→ **Stored data entries**:
——————————
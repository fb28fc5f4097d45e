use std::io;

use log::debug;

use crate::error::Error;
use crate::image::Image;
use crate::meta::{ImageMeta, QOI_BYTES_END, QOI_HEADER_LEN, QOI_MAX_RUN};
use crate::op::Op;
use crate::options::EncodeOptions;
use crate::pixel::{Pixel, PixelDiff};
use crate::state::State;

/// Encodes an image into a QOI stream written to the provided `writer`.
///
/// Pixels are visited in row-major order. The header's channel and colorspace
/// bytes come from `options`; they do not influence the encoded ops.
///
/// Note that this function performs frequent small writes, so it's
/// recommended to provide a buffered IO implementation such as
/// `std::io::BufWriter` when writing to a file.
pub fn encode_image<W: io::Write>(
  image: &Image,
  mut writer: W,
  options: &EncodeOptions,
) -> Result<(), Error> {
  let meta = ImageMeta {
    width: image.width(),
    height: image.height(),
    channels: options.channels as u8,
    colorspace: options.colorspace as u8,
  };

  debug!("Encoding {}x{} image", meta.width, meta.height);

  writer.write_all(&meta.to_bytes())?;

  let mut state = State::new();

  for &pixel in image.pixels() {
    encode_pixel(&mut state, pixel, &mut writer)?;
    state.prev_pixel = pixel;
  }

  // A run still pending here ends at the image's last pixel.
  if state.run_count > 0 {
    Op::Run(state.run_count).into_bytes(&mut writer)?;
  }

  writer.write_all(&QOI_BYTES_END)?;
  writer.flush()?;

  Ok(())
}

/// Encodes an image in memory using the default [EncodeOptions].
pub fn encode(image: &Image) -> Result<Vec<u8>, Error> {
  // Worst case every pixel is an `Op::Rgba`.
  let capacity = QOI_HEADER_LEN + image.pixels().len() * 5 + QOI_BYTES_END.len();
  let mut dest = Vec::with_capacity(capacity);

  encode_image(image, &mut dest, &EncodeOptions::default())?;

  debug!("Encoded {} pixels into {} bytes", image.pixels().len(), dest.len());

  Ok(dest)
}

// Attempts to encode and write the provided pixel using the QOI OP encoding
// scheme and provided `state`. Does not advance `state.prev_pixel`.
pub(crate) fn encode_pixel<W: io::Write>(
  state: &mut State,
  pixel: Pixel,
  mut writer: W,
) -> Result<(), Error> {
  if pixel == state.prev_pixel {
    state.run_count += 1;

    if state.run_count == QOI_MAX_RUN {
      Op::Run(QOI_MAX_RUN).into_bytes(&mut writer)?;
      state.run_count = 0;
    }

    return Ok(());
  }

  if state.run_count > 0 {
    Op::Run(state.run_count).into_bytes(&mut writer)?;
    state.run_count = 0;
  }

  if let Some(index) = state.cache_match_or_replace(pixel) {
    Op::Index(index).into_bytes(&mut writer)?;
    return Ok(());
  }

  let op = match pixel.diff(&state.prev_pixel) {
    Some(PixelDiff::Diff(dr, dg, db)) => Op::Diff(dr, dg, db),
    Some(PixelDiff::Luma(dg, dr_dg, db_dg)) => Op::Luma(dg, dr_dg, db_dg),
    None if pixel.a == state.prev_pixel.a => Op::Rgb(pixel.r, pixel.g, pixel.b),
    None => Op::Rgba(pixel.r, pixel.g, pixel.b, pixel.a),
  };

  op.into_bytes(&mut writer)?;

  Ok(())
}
——————————
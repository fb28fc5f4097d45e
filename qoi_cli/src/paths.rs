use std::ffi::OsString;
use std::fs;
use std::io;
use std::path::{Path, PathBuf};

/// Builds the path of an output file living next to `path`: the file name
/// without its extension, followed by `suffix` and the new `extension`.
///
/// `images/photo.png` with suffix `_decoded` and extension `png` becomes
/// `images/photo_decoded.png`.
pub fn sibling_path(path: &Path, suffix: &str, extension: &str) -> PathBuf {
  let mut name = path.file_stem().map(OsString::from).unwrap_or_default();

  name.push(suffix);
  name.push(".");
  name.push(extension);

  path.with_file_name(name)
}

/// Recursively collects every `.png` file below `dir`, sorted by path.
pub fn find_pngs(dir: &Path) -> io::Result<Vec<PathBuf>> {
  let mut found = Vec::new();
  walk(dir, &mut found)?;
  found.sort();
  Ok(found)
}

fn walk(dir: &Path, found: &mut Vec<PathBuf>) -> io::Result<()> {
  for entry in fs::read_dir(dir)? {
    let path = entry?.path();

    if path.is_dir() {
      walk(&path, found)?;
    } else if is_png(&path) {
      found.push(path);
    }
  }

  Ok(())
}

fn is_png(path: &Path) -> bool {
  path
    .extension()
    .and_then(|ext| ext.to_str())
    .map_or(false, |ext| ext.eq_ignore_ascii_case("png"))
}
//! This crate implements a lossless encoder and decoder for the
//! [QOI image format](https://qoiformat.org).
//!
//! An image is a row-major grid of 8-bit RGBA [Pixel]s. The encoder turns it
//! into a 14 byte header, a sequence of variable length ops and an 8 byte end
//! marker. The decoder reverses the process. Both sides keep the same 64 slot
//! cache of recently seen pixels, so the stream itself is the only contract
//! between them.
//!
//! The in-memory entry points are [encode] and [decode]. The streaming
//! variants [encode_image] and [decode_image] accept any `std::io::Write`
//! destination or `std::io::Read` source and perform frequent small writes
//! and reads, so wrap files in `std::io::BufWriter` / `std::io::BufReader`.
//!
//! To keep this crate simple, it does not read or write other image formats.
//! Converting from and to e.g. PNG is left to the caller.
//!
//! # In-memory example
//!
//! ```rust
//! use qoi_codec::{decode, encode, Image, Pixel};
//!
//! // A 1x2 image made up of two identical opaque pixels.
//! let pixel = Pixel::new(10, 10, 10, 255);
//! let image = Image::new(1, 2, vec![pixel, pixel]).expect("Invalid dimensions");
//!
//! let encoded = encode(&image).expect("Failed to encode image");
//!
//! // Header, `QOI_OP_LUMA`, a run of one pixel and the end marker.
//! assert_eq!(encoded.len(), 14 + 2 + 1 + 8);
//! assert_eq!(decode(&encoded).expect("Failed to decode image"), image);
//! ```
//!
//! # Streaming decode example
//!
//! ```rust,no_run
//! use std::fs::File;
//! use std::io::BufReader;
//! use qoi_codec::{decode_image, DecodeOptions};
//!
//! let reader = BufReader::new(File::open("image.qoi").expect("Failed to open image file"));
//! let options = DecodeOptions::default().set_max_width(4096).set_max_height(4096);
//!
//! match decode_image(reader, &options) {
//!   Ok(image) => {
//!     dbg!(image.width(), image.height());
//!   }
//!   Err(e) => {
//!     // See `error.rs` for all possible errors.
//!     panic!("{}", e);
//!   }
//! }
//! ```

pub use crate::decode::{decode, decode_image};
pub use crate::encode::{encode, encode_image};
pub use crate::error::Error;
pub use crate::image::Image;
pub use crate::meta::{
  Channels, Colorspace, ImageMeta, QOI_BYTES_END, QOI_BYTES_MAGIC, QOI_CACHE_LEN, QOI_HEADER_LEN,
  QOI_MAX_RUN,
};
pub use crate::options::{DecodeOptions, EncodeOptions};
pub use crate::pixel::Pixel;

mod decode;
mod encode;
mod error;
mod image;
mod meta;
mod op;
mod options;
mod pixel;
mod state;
——————————
→ **WHAT YOU WILL DO**: Set down, unchanged, only those lines above that fall between the line with "colorspace: options.colorspace as" and the line with "writer.write_all(&QOI_BYTES_END)?;", the two end lines included.

→ **ANSWER SECTION**:
    colorspace: options.colorspace as u8,
  };

  debug!("Encoding {}x{} image", meta.width, meta.height);

  writer.write_all(&meta.to_bytes())?;

  let mut state = State::new();

  for &pixel in image.pixels() {
    encode_pixel(&mut state, pixel, &mut writer)?;
    state.prev_pixel = pixel;
  }

  // A run still pending here ends at the image's last pixel.
  if state.run_count > 0 {
    Op::Run(state.run_count).into_bytes(&mut writer)?;
  }

  writer.write_all(&QOI_BYTES_END)?;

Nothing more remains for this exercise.